The "canna-business" is booming, in case you haven't noticed. After generating a whopping $10.9 billion in legal sales last year in licensed stores, the newest "State of the Legal Cannabis Markets" report from the duo of Arcview Market Research and BDS Analytics projects that worldwide sales will top $40 billion by 2024, which is good enough for a more than 24% compound annual growth rate.

Interestingly enough, though, this rapid growth rate hasn't exactly led to pot stocks seeing green. There are just a small handful of cannabis stocks currently profitable on an operating basis, without the aid of fair-value adjustments and one-time benefits. Also interesting is the fact that what few profitable marijuana stocks do exist are located in, or focused on, the United States.

That raises the question: What Canadian pot stock will be the first to deliver profits on a recurring basis without the need for one-time benefits?

The shadow of a dollar sign being cast atop a large pile of cannabis leaves.

Image source: Getty Images.

It won't be these four popular pot stocks

Perhaps the easiest thing to do is remove the Canadian marijuana growers that we absolutely know won't be the answer, such as Canopy Growth (CGC), Aurora Cannabis (ACB -2.22%), Cronos Group (CRON -4.48%), and Tilray (TLRY).

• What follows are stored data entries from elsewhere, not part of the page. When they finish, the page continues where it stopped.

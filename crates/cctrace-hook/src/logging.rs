//! Per-run log sink
//!
//! The hook must not write to stdout/stderr, so logs go to a file in the
//! state directory. The subscriber is installed as the thread default for
//! the lifetime of the returned guard; dropping it closes the file.

use std::fs::OpenOptions;
use std::path::Path;
use std::sync::Mutex;

use tracing::subscriber::DefaultGuard;
use tracing::Level;

pub struct LogGuard {
    _guard: DefaultGuard,
}

/// Install the file logger. Returns `None` when the log file cannot be
/// opened; the run then proceeds without logging.
pub fn init(path: &Path, debug: bool) -> Option<LogGuard> {
    if let Some(parent) = path.parent() {
        std::fs::create_dir_all(parent).ok()?;
    }
    let file = OpenOptions::new().create(true).append(true).open(path).ok()?;

    let subscriber = tracing_subscriber::fmt()
        .with_writer(Mutex::new(file))
        .with_ansi(false)
        .with_target(false)
        .with_max_level(if debug { Level::DEBUG } else { Level::INFO })
        .finish();

    Some(LogGuard {
        _guard: tracing::subscriber::set_default(subscriber),
    })
}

Both Canopy Growth and Aurora Cannabis have been clear that their intentions are to lay the infrastructure for North American and global expansion. This means plenty of acquisitions and an abundance of spending to handle all aspects of branding, portfolio diversification, and international expansion. After reporting a loss of 670 million Canadian dollars in fiscal 2019, Canopy Growth's chances at profitability in 2020 are pretty slim. Likewise, Aurora Cannabis' chances of generating recurring profits continue to shrink with each costly acquisition, and given Canada's near-term supply issues.

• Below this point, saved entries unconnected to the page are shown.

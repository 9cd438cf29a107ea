//! Persisted queue of tool events waiting for a turn
//!
//! PreToolUse/PostToolUse runs append one JSON line per event and keep the
//! file under a hard size bound. Stop and Notification runs read every
//! buffered event, and after a successful emission remove the ones they
//! consumed (matched, or sent standalone once stale).

use std::collections::HashSet;
use std::fs::OpenOptions;
use std::io::Write;
use std::path::{Path, PathBuf};

use cctrace_core::ToolEvent;
use tracing::warn;

use crate::lock::StateLock;
use crate::{write_atomic, StateError};

/// JSONL-backed tool event buffer
pub struct ToolBuffer {
    path: PathBuf,
}

impl ToolBuffer {
    pub fn new(path: &Path) -> Self {
        Self {
            path: path.to_path_buf(),
        }
    }

    pub fn path(&self) -> &Path {
        &self.path
    }

    /// Append one event
    pub fn append(&self, _lock: &StateLock, event: &ToolEvent) -> Result<(), StateError> {
        if let Some(parent) = self.path.parent() {
            std::fs::create_dir_all(parent)?;
        }
        let mut line = serde_json::to_string(event)?;
        line.push('\n');
        let mut file = OpenOptions::new()
            .create(true)
            .append(true)
            .open(&self.path)?;
        file.write_all(line.as_bytes())?;
        Ok(())
    }

    /// Keep only the newest `limit` events. Returns how many were dropped.
    pub fn trim_oldest(&self, _lock: &StateLock, limit: usize) -> Result<usize, StateError> {
        let events = self.load_all()?;
        if events.len() <= limit {
            return Ok(0);
        }
        let dropped = events.len() - limit;
        let mut out = String::new();
        for event in &events[dropped..] {
            out.push_str(&serde_json::to_string(event)?);
            out.push('\n');
        }
        write_atomic(&self.path, out.as_bytes())?;
        Ok(dropped)
    }

    /// Every buffered event in arrival order. Unreadable lines are skipped.
    pub fn load_all(&self) -> Result<Vec<ToolEvent>, StateError> {
        let raw = match std::fs::read_to_string(&self.path) {
            Ok(raw) => raw,
            Err(e) if e.kind() == std::io::ErrorKind::NotFound => return Ok(Vec::new()),
            Err(e) => return Err(e.into()),
        };
        let mut events = Vec::new();
        for (i, line) in raw.lines().enumerate() {
            let line = line.trim();
            if line.is_empty() {
                continue;
            }
            match serde_json::from_str::<ToolEvent>(line) {
                Ok(event) => events.push(event),
                Err(e) => warn!(line = i + 1, error = %e, "Skipping unreadable buffered tool event"),
            }
        }
        Ok(events)
    }

    /// Drop the given event ids. Events appended since they were loaded are kept.
    pub fn remove(&self, _lock: &StateLock, ids: &HashSet<String>) -> Result<usize, StateError> {
        if ids.is_empty() {
            return Ok(0);
        }
        let events = self.load_all()?;
        let before = events.len();
        let kept: Vec<&ToolEvent> = events.iter().filter(|e| !ids.contains(&e.id)).collect();
        let removed = before - kept.len();
        if removed == 0 {
            return Ok(0);
        }

        let mut out = String::new();
        for event in kept {
            out.push_str(&serde_json::to_string(event)?);
            out.push('\n');
        }
        write_atomic(&self.path, out.as_bytes())?;
        Ok(removed)
    }

    pub fn clear(&self, _lock: &StateLock) -> Result<(), StateError> {
        match std::fs::remove_file(&self.path) {
            Ok(()) => Ok(()),
            Err(e) if e.kind() == std::io::ErrorKind::NotFound => Ok(()),
            Err(e) => Err(e.into()),
        }
    }
}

As for Cronos Group and Tilray, a lack of production and/or a meandering strategy will likely keep both companies running in the red. Although Cronos Group is focusing on substantially higher margin derivatives production, it's going to take some time for the company to ramp up global production. That means losses are likely in the near term.

Meanwhile, Tilray's strategy completely shifted in mid-March, according to CEO Brendan Kennedy. Having been forced to purchase wholesale cannabis to make good on its supply agreements, thereby crushing its own margins, it'll be about a year before Tilray's focus on the U.S. and Europe gives it any chance at recurring profitability.

Flowering cannabis plants in an indoor grow room with special lighting and ventilation.

Image source: Getty Images.

The Canadian cannabis stock with the best chance at recurring profitability is...

Although costs are likely to be high for all growers over the next couple of quarters as they look to diversify their production and combat supply chain issues that'll likely take many quarters to resolve in Canada, the most likely of all major marijuana growers in Canada to be profitable on a recurring basis is.... OrganiGram Holdings (OGI -1.70%).

OrganiGram has a number of factors working in its favor that give it a leg up on its competition in terms of reaching recurring profitability first.

To begin with, unlike many of its peers, OrganIGram is working on just a single grow facility. Compare that to Canopy Growth or Aurora Cannabis, which have a respective 10 and 15 grow farms in their portfolios. By focusing on a single campus in Moncton, New Brunswick, OrganiGram is able to minimize its shipping and transportation costs, which can add up over time, as well as keep its labor costs reasonably low.

OrganiGram is also able to keep expenses down within its Moncton campus. When grow-room construction is complete by the end of the year, the company will be capable of 113,000 kilos of annual run-rate production, but will only be devoting about 490,000 square feet of space to yield this output. That's better than 230 grams per square foot, which looks to be more than double the industry average at peak capacity. OrganiGram is achieving such figures by utilizing three growing tiers in its cultivation rooms, thereby maximizing its licensed space.

A cannabis leaf lying with the outline of the Canadian flag's red maple leaf, with rolled joints and a cannabis bud next to the flag.

Image source: Getty Images.

Perhaps it's also worth noting at this point that OrganiGram is one of four weed growers that has signed a supply deal with all of Canada's provinces, along with Canopy Growth, Aphria, and CannTrust Holdings. Even though it's unclear just how much marijuana OrganiGram is providing to these provinces, these supply deals are, nevertheless, an important means of generating guaranteed quarterly cash flow.

Last, but not least, OrganiGram plans to focus on high-margin derivative products, like many of its peers. A recently announced phase 5 expansion at Moncton will feature added extraction capacity, which adds onto the company's multiyear agreement with Valens GroWorks, which allows Valens to supply OrganiGram with distillates and cannabinoids for derivative production. 

Obviously, there are no guarantees here that OrganiGram will beat its peers to recurring profitability given the nature of the industry and its rapidly changing variables. However, OrganiGram looks to have the low-cost structure and high-yield production capable of one-upping its much larger competitors and reaching recurring profitability before any other Canadian pot stock.